A reproductive surgeon is an obstetrician gynecologist specifically trained in the surgical correction of anatomical disorders that affect reproductive function. Reproductive surgery may be performed through a major surgical procedure, termed laparotomy, or a relatively minor surgical procedure, termed endoscopy.
In a laparotomy, an incision is made in the lower abdomen which enables the surgeon to have direct access to all structures of the pelvis. This procedure requires hospitalization and a 4–6 week period of recovery.
Reproductive surgery may also be conducted through endoscopy, which is an outpatient procedure. Endoscopy involves the use of either a laparoscope (a small telescope inserted into the abdominal wall) or a hysteroscope (a small telescope inserted within the uterine cavity). Endosurgic procedures are usually performed on an outpatient basis.
Penn Fertility Care offers the following pelvic or reproductive surgeries:
- Tubal Reanastomosis
- Correction of Uterine Abnormalities
- Removal of Scar Tissue
- Removal of Fibroid Tumors
- Removal and Evaluation of Ovarian Cysts
- Correction of Abnormal Uterine Bleeding
- Removal of Endometriosis
Patients experiencing infertility may have a blockage of the fallopian tubes either at their insertion into the uterus (proximal occlusion) or at the ends (fimbria) of the fallopian tubes. To successfully reopen a fallopian tube, tuboplasty (surgery on the fallopian tubes) may be performed via laparotomy or laparoscopy.
If the obstruction is present at the proximal (where the fallopian tube inserts into the uterus) portion of the fallopian tube, success in opening the tube may be accomplished by hysteroscopy, an outpatient procedure. In this procedure, the blocked proximal portions of the tubes may be opened with a thin dilator. If the distal (farthest) portion of the fallopian tube is blocked, it may also be opened either through microsurgery or by laparoscopic laser surgery.

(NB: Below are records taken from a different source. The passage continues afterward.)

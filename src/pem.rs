//! PEM decoding, and the `filter` policy applied to decoded entries.

use base64::Engine;
use rustls_pemfile::Item;
use std::fmt;

/// What a PEM entry holds
#[derive(Clone, Copy, Debug, Eq, PartialEq, Ord, PartialOrd, Hash)]
#[cfg_attr(feature = "serde", derive(serde::Serialize), serde(rename_all = "snake_case"))]
pub enum PemKind {
    /// An X.509 certificate
    Certificate,
    /// A PKCS#1 RSA private key
    RsaPrivateKey,
    /// A PKCS#8 private key
    PrivateKey,
    /// A SEC1 EC private key
    EcPrivateKey,
    /// A SubjectPublicKeyInfo public key
    PublicKey,
    /// A certificate revocation list
    Crl,
    /// A PKCS#10 certificate signing request
    CertificateRequest,
}

impl PemKind {
    /// True for the private key kinds
    pub fn is_private_key(&self) -> bool {
        matches!(
            self,
            Self::RsaPrivateKey | Self::PrivateKey | Self::EcPrivateKey
        )
    }
}

/// One decoded PEM entry
#[derive(Clone, Debug, Eq, PartialEq, Hash)]
#[cfg_attr(feature = "serde", derive(serde::Serialize))]
pub struct PemEntry {
    /// What the entry holds
    pub kind: PemKind,
    /// DER bytes. For an encrypted entry these are the encrypted bytes.
    pub der: Vec<u8>,
    /// Whether the entry is encrypted
    pub encrypted: bool,
}

impl PemEntry {
    fn is_usable_key(&self) -> bool {
        self.kind.is_private_key() && !self.encrypted
    }

    fn is_usable_certificate(&self) -> bool {
        self.kind == PemKind::Certificate && !self.encrypted
    }
}

/// The result of a `pem` conversion
#[derive(Clone, Debug, Eq, PartialEq, Hash)]
#[cfg_attr(feature = "serde", derive(serde::Serialize), serde(untagged))]
pub enum PemValue {
    /// A list of entries
    Entries(Vec<PemEntry>),
    /// A single private key
    Entry(PemEntry),
}

/// Which entries a `pem` conversion returns
#[derive(Clone, Copy, Debug, Default, Eq, PartialEq)]
pub enum PemFilter {
    /// Every decoded entry, as is
    #[default]
    Off,
    /// The first unencrypted private key, or else all unencrypted certificates (possibly none)
    On,
    /// All unencrypted certificates, of which there must be at least one
    Cert,
    /// The single unencrypted private key, of which there must be exactly one
    Key,
}

impl From<bool> for PemFilter {
    fn from(src: bool) -> Self {
        if src {
            Self::On
        } else {
            Self::Off
        }
    }
}

/// Decodes PEM text into typed entries
pub trait PemDecoder: Send + Sync {
    /// Decode all entries in the text, in order. Text outside of PEM blocks is ignored.
    fn decode(&self, pem: &str) -> Result<Vec<PemEntry>, String>;
}

impl fmt::Debug for dyn PemDecoder {
    fn fmt(&self, f: &mut fmt::Formatter) -> fmt::Result {
        f.write_str("PemDecoder")
    }
}

/// The default decoder, backed by `rustls-pemfile`.
///
/// `rustls-pemfile` skips blocks it cannot use, which includes encrypted keys, so encrypted
/// blocks (an `ENCRYPTED PRIVATE KEY` label, or a `Proc-Type: 4,ENCRYPTED` header) are
/// recognized here and kept with `encrypted` set.
#[derive(Clone, Copy, Debug, Default)]
pub struct RustlsPem;

impl PemDecoder for RustlsPem {
    fn decode(&self, pem: &str) -> Result<Vec<PemEntry>, String> {
        let mut entries = Vec::new();
        for block in blocks(pem)? {
            if block.is_encrypted() {
                let kind = match block.label {
                    "RSA PRIVATE KEY" => PemKind::RsaPrivateKey,
                    "EC PRIVATE KEY" => PemKind::EcPrivateKey,
                    _ => PemKind::PrivateKey,
                };
                entries.push(PemEntry {
                    kind,
                    der: block.body_der()?,
                    encrypted: true,
                });
                continue;
            }

            let mut reader = block.text.as_bytes();
            let item = rustls_pemfile::read_one(&mut reader)
                .map_err(|err| format!("invalid `{}` block: {err}", block.label))?;
            let (kind, der) = match item {
                Some(Item::X509Certificate(der)) => (PemKind::Certificate, der.as_ref().to_vec()),
                Some(Item::Pkcs1Key(key)) => {
                    (PemKind::RsaPrivateKey, key.secret_pkcs1_der().to_vec())
                }
                Some(Item::Pkcs8Key(key)) => (PemKind::PrivateKey, key.secret_pkcs8_der().to_vec()),
                Some(Item::Sec1Key(key)) => (PemKind::EcPrivateKey, key.secret_sec1_der().to_vec()),
                Some(Item::SubjectPublicKeyInfo(der)) => (PemKind::PublicKey, der.as_ref().to_vec()),
                Some(Item::Crl(der)) => (PemKind::Crl, der.as_ref().to_vec()),
                Some(Item::Csr(der)) => (PemKind::CertificateRequest, der.as_ref().to_vec()),
                // Labels we have no kind for
                _ => continue,
            };
            entries.push(PemEntry {
                kind,
                der,
                encrypted: false,
            });
        }
        Ok(entries)
    }
}

/// Apply a filter policy to decoded entries
pub fn apply_filter(entries: Vec<PemEntry>, filter: PemFilter) -> Result<PemValue, String> {
    match filter {
        PemFilter::Off => Ok(PemValue::Entries(entries)),
        PemFilter::On => {
            if let Some(key) = entries.iter().find(|e| e.is_usable_key()) {
                return Ok(PemValue::Entry(key.clone()));
            }
            Ok(PemValue::Entries(
                entries
                    .into_iter()
                    .filter(PemEntry::is_usable_certificate)
                    .collect(),
            ))
        }
        PemFilter::Cert => {
            let certs: Vec<_> = entries
                .into_iter()
                .filter(PemEntry::is_usable_certificate)
                .collect();
            if certs.is_empty() {
                return Err("no unencrypted certificate found".into());
            }
            Ok(PemValue::Entries(certs))
        }
        PemFilter::Key => {
            let mut keys: Vec<_> = entries
                .into_iter()
                .filter(PemEntry::is_usable_key)
                .collect();
            match keys.len() {
                1 => Ok(PemValue::Entry(keys.remove(0))),
                0 => Err("no unencrypted private key found".into()),
                n => Err(format!("expected one unencrypted private key, found {n}")),
            }
        }
    }
}

// One `-----BEGIN X-----` .. `-----END X-----` block
struct Block<'a> {
    label: &'a str,
    // The block including its BEGIN and END lines
    text: &'a str,
    // Lines between BEGIN and END
    lines: Vec<&'a str>,
}

impl<'a> Block<'a> {
    fn is_encrypted(&self) -> bool {
        self.label == "ENCRYPTED PRIVATE KEY"
            || self
                .lines
                .iter()
                .any(|line| line.trim() == "Proc-Type: 4,ENCRYPTED")
    }

    // The base64 body, skipping RFC 1421 headers and the blank line after them
    fn body_der(&self) -> Result<Vec<u8>, String> {
        let body: String = self
            .lines
            .iter()
            .map(|line| line.trim())
            .filter(|line| !line.is_empty() && !line.contains(':'))
            .collect();
        base64::engine::general_purpose::STANDARD
            .decode(body)
            .map_err(|err| format!("invalid `{}` block: {err}", self.label))
    }
}

fn blocks(pem: &str) -> Result<Vec<Block<'_>>, String> {
    const BEGIN: &str = "-----BEGIN ";
    const END: &str = "-----END ";
    const DASHES: &str = "-----";

    let mut result = Vec::new();
    let mut open: Option<(&str, usize, Vec<&str>)> = None;
    let mut offset = 0;

    for line in pem.split_inclusive('\n') {
        let line_start = offset;
        offset += line.len();
        let trimmed = line.trim();

        match open.take() {
            None => {
                if let Some(label) = trimmed
                    .strip_prefix(BEGIN)
                    .and_then(|rest| rest.strip_suffix(DASHES))
                {
                    open = Some((label, line_start, Vec::new()));
                }
            }
            Some((label, start, mut lines)) => {
                if let Some(end_label) = trimmed
                    .strip_prefix(END)
                    .and_then(|rest| rest.strip_suffix(DASHES))
                {
                    if end_label != label {
                        return Err(format!(
                            "`{label}` block is closed by an `{end_label}` END line"
                        ));
                    }
                    result.push(Block {
                        label,
                        text: &pem[start..offset],
                        lines,
                    });
                } else {
                    lines.push(line);
                    open = Some((label, start, lines));
                }
            }
        }
    }

    if let Some((label, _, _)) = open {
        return Err(format!("`{label}` block has no END line"));
    }
    Ok(result)
}
mod common;
use common::*;

use assert_matches::assert_matches;
use envcast::{
    convert_as, Duration, Error, LogLevel, Options, Primitive, Secondary, Timeout, TypeDescriptor,
    TypeTag, Value, Wrapper,
};
use rust_decimal::Decimal;

#[test]
fn test_integer_in_base() {
    assert_eq!(
        convert_as(Some("18EB"), "PORT", Primitive::Integer, &Options::new().base(16)),
        Ok(Value::Integer(6379))
    );
    assert_eq!(
        convert("-101", Primitive::Integer, Options::new().base(2)),
        Ok(Value::Integer(-5))
    );
    assert_eq!(
        convert("zz", Primitive::Integer, Options::new().base(36)),
        Ok(Value::Integer(1295))
    );
    assert_conversion_error!(
        convert("12abc", Primitive::Integer, Options::new()),
        ["could not convert `VAR` to integer"]
    );
    assert_conversion_error!(convert("", Primitive::Integer, Options::new()), ["`VAR`"]);
}

#[test]
fn test_absent_values() {
    // every primitive except those needing an evaluator
    for primitive in Primitive::ALL {
        if matches!(primitive, Primitive::CodeErlang | Primitive::CodeElixir) {
            continue;
        }
        let expected = match primitive {
            Primitive::Boolean => Value::Boolean(false),
            Primitive::Timeout => Value::Timeout(Timeout::Infinity),
            _ => Value::Nil,
        };
        assert_eq!(
            convert_absent(primitive, Options::new()),
            Ok(expected),
            "{primitive}"
        );
    }
    for wrapper in Wrapper::ALL {
        assert_eq!(convert_absent(wrapper, Options::new()), Ok(Value::Nil), "{wrapper}");
    }
}

#[test]
fn test_absent_values_with_defaults() {
    assert_eq!(
        convert_absent(Primitive::Integer, Options::new().default(7)),
        Ok(Value::Integer(7))
    );
    assert_eq!(
        convert_absent(Primitive::Boolean, Options::new().default(true)),
        Ok(Value::Boolean(true))
    );
    assert_eq!(
        convert_absent(Primitive::Timeout, Options::new().default("30s")),
        Ok(Value::Timeout(Timeout::Millis(30_000)))
    );
    assert_eq!(
        convert_absent(Primitive::LogLevel, Options::new().default("warn")),
        Ok(Value::LogLevel(LogLevel::Warning))
    );
    assert_eq!(
        convert_absent(Primitive::Charlist, Options::new().default("ab")),
        Ok(Value::Charlist(vec!['a', 'b']))
    );
    assert_eq!(
        convert_absent(Wrapper::Base64, Options::new().default("raw")),
        Ok(Value::Binary(b"raw".to_vec()))
    );
}

#[test]
fn test_config_errors_come_first() {
    // the options are checked even though the value is absent
    assert_config_error!(
        convert_absent(
            Primitive::Boolean,
            Options::new().truthy(["yes"]).falsy(["no"])
        ),
        ["invalid options for `VAR` as boolean", "`truthy` and `falsy` are mutually exclusive"]
    );
    assert_config_error!(
        convert("1", Primitive::Boolean, Options::new().truthy(["1"]).falsy(["0"])),
        ["`truthy` and `falsy` are mutually exclusive"]
    );
    assert_config_error!(
        convert("10", Primitive::Integer, Options::new().base(37)),
        ["invalid `base` value (must be an integer 2..36)"]
    );
    assert_config_error!(
        convert("x", Primitive::Atom, Options::new().downcase(true).upcase(true)),
        ["`downcase` and `upcase` are mutually exclusive"]
    );
}

#[test]
fn test_boolean() {
    let yes = |raw: &str, opts: Options| convert(raw, Primitive::Boolean, opts);
    assert_eq!(yes("true", Options::new()), Ok(Value::Boolean(true)));
    assert_eq!(yes("TRUE", Options::new()), Ok(Value::Boolean(true)));
    assert_eq!(yes("1", Options::new()), Ok(Value::Boolean(true)));
    assert_eq!(yes("yes", Options::new()), Ok(Value::Boolean(false)));
    assert_eq!(yes("", Options::new()), Ok(Value::Boolean(false)));
    assert_eq!(
        yes("TRUE", Options::new().downcase(false)),
        Ok(Value::Boolean(false))
    );
    assert_eq!(
        yes("Y", Options::new().truthy(["y", "yes"])),
        Ok(Value::Boolean(true))
    );
    assert_eq!(
        yes("maybe", Options::new().falsy(["n", "no"])),
        Ok(Value::Boolean(true))
    );
    assert_eq!(
        yes("NO", Options::new().falsy(["n", "no"])),
        Ok(Value::Boolean(false))
    );

    // the word lists are folded like the value
    assert_eq!(
        yes("YES", Options::new().truthy(["YES"])),
        Ok(Value::Boolean(true))
    );
    assert_eq!(
        yes("Off", Options::new().falsy(["Off"])),
        Ok(Value::Boolean(false))
    );
    assert_eq!(
        yes("yes", Options::new().upcase(true).truthy(["Yes"])),
        Ok(Value::Boolean(true))
    );
    assert_eq!(
        yes("yes", Options::new().downcase(false).truthy(["YES"])),
        Ok(Value::Boolean(false))
    );
}

#[test]
fn test_numbers() {
    assert_eq!(
        convert("1.5", Primitive::Float, Options::new()),
        Ok(Value::Float(1.5))
    );
    assert_eq!(
        convert("-2e3", Primitive::Float, Options::new()),
        Ok(Value::Float(-2000.0))
    );
    assert_conversion_error!(
        convert("1.5.", Primitive::Float, Options::new()),
        ["to float"]
    );
    assert_eq!(
        convert("0.10", Primitive::Decimal, Options::new()),
        Ok(Value::Decimal(Decimal::new(10, 2)))
    );
    assert_conversion_error!(
        convert("0.1x", Primitive::Decimal, Options::new()),
        ["to decimal"]
    );
}

#[test]
fn test_log_level_and_charlist() {
    assert_eq!(
        convert("Notice", Primitive::LogLevel, Options::new()),
        Ok(Value::LogLevel(LogLevel::Notice))
    );
    assert_conversion_error!(
        convert("verbose", Primitive::LogLevel, Options::new()),
        ["unknown log level"]
    );
    assert_eq!(
        convert("héllo", Primitive::Charlist, Options::new().upcase(true)),
        Ok(Value::Charlist("HÉLLO".chars().collect()))
    );
}

#[test]
fn test_timeout_and_duration() {
    assert_eq!(
        convert_as(None, "TIMEOUT", Primitive::Timeout, &Options::new()),
        Ok(Value::Timeout(Timeout::Infinity))
    );
    assert_eq!(
        convert("infinity", Primitive::Timeout, Options::new()),
        Ok(Value::Timeout(Timeout::Infinity))
    );
    assert_eq!(
        convert("INFINITY", Primitive::Timeout, Options::new().downcase(true)),
        Ok(Value::Timeout(Timeout::Infinity))
    );
    assert_eq!(
        convert("1d 2h", Primitive::Timeout, Options::new()),
        Ok(Value::Timeout(Timeout::Millis(93_600_000)))
    );
    assert_eq!(
        convert("3d 2h 100", Primitive::Timeout, Options::new()),
        Ok(Value::Timeout(Timeout::Millis(266_400_100)))
    );
    assert_conversion_error!(
        convert("100 3d", Primitive::Timeout, Options::new()),
        ["unsuffixed number must be at the end"]
    );
    assert_conversion_error!(
        convert("2d 3d", Primitive::Timeout, Options::new()),
        ["duplicate unit `day`"]
    );

    let value = convert("1_000ms", Primitive::Duration, Options::new()).unwrap();
    assert_matches!(value, Value::Duration(duration) => {
        assert_eq!(duration.as_millis(), Some(1000));
        assert_eq!(duration, "1000 milliseconds".parse::<Duration>().unwrap());
    });
    assert_conversion_error!(
        convert("2 weeks 1 week", Primitive::Duration, Options::new()),
        ["duplicate unit `week`"]
    );
}

#[test]
fn test_list() {
    assert_eq!(
        convert_as(
            Some("1,2,3"),
            "LIST",
            (Wrapper::List, Primitive::Integer),
            &Options::new()
        ),
        Ok(Value::list([1, 2, 3]))
    );
    assert_eq!(
        convert("a,b", Wrapper::List, Options::new()),
        Ok(Value::list(["a", "b"]))
    );
    assert_eq!(
        convert(" a ; b ", Wrapper::List, Options::new().delimiter(";")),
        Ok(Value::list([" a ", " b "]))
    );

    // the secondary options apply to each element
    assert_eq!(
        convert(
            "ff|10",
            (Wrapper::List, Primitive::Integer),
            Options::new()
                .delimiter("|")
                .secondary(Options::new().base(16))
        ),
        Ok(Value::list([255, 16]))
    );
}

#[test]
fn test_list_element_errors_are_indexed() {
    let result = convert_as(
        Some("1,x,3"),
        "PORTS",
        (Wrapper::List, Primitive::Integer),
        &Options::new(),
    );
    assert_matches!(&result, Err(Error::Conversion { name, type_tag, .. }) => {
        assert_eq!(name, "PORTS[1]");
        assert_eq!(*type_tag, TypeTag::Primitive(Primitive::Integer));
    });
    assert_error_contains_text!(result, ["`PORTS[1]`"]);

    // secondary options are validated even when there is nothing to convert
    assert_config_error!(
        convert_absent(
            (Wrapper::List, Primitive::Integer),
            Options::new().secondary(Options::new().base(1))
        ),
        ["as integer", "`base`"]
    );
}

#[test]
fn test_list_absent_uses_default_as_is() {
    assert_eq!(
        convert_absent((Wrapper::List, Primitive::Integer), Options::new()),
        Ok(Value::Nil)
    );
    assert_eq!(
        convert_absent(
            (Wrapper::List, Primitive::Integer),
            Options::new().default(Value::list(["not", "converted"]))
        ),
        Ok(Value::list(["not", "converted"]))
    );
}

#[test]
fn test_encoded_chains() {
    // "18EB" in base64
    assert_eq!(
        convert(
            "MThFQg==",
            (Wrapper::Base64, Primitive::Integer),
            Options::new().secondary(Options::new().base(16))
        ),
        Ok(Value::Integer(6379))
    );
    assert_eq!(
        convert("68656C6C6F", Wrapper::Base16, Options::new()),
        Ok(Value::Binary(b"hello".to_vec()))
    );
    assert_eq!(
        convert(
            "68656C6C6F",
            TypeDescriptor::Wrapped(Wrapper::Base16, Secondary::String),
            Options::new()
        ),
        Ok(Value::Binary(b"hello".to_vec()))
    );
    assert_eq!(
        convert("eyJhIjoxfQ", (Wrapper::UrlBase64, Primitive::Json), Options::new().padding(false)),
        Ok(Value::Json(serde_json::json!({"a": 1})))
    );

    // a decoding failure is reported against the wrapper, a conversion failure against the
    // secondary type
    assert_conversion_error!(
        convert("!!", (Wrapper::Base64, Primitive::Integer), Options::new()),
        ["to base64"]
    );
    assert_conversion_error!(
        convert("eA==", (Wrapper::Base64, Primitive::Integer), Options::new()),
        ["to integer"]
    );
    assert_conversion_error!(
        convert("/w==", (Wrapper::Base64, Primitive::Atom), Options::new()),
        ["to base64", "not valid utf8"]
    );

    // an absent value goes straight to the secondary type
    assert_eq!(
        convert_absent(
            (Wrapper::Base32, Primitive::Integer),
            Options::new().secondary(Options::new().default(4))
        ),
        Ok(Value::Integer(4))
    );
    assert_eq!(
        convert_absent((Wrapper::Hex32, Primitive::Boolean), Options::new()),
        Ok(Value::Boolean(false))
    );
}

#[test]
fn test_descriptor_from_str() {
    assert_eq!(
        "list:integer".parse::<TypeDescriptor>(),
        Ok(TypeDescriptor::wrapped(Wrapper::List, Primitive::Integer))
    );
    assert_eq!(
        convert("1;2", "list:float".parse::<TypeDescriptor>().unwrap(), Options::new().delimiter(";")),
        Ok(Value::list([1.0, 2.0]))
    );
}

Patients who have had their fallopian tubes tied or cauterized may, for a variety of reasons, wish to restore their fertility. This may be accomplished by a procedure performed on the fallopian tubes termed tubal reanastomosis. Penn Fertility Care has been a pioneer in improving this procedure. In select cases, the success rate with this procedure has been excellent.
During fetal development, abnormalities of the uterus, fallopian tubes and vagina may occur. Such malformations may contribute to infertility, severe pelvic pain, or recurrent pregnancy loss. Penn Fertility Care has been a pioneer in surgically correcting these problems. Many procedures can be performed on an outpatient basis — meaning patients can often return home on the same day the surgical procedure is performed.
Infertility or pelvic pain may be the result of scar tissue that has developed from previous abdominal or pelvic surgery, endometriosis or pelvic infections. In the majority of cases, adhesiolysis (removal of scar tissue) may be performed in Penn's surgical outpatient unit via laparoscopy. Scar tissue that has developed within the uterine cavity may also be removed via hysteroscopy performed as an outpatient.
Approximately 30 percent of patients will have leiomyomata uteri (fibroid tumors). Fibroid tumors may be asymptomatic or may cause excessive uterine bleeding, recurrent miscarriages, pain and pressure, or severe anemia. Penn Fertility Care excels in removing fibroid tumors via laparotomy or, in select cases, by outpatient hysteroscopy.
Ovarian cysts are a common condition for patients during their reproductive years. A variety of non–malignant cysts may occur in ovarian tissue and, depending on the cyst symptomology and characteristics, warrant removal. Occasionally, removal of the cysts may only be accomplished via laparotomy, a major surgical procedure. However, in many cases, such cysts may be removed during an outpatient procedure via advanced laparoscopic surgery.
In many instances, women experience excessive menstrual bleeding which, at times, can be debilitating. If this bleeding cannot be corrected hormonally, Penn Fertility Care reproductive surgeons are skilled in performing a procedure known as endometrial ablation. In this outpatient procedure, the uterine lining may be destroyed in a safe and rapid manner with little postoperative discomfort.
Endometriosis is a common cause of infertility. Up to 40 percent of patients with infertility may have this condition. Endometriosis is also one of the most common causes of severe pelvic pain in women of reproductive age and may cause severe pelvic adhesions. In addition, endometriosis involving the bladder or bowel may trigger progressive gastrointestinal and urinary problems.
Penn Fertility Care has long been a leader in treating endometriosis. This can be done via medication or through laparotomy or laparoscopy.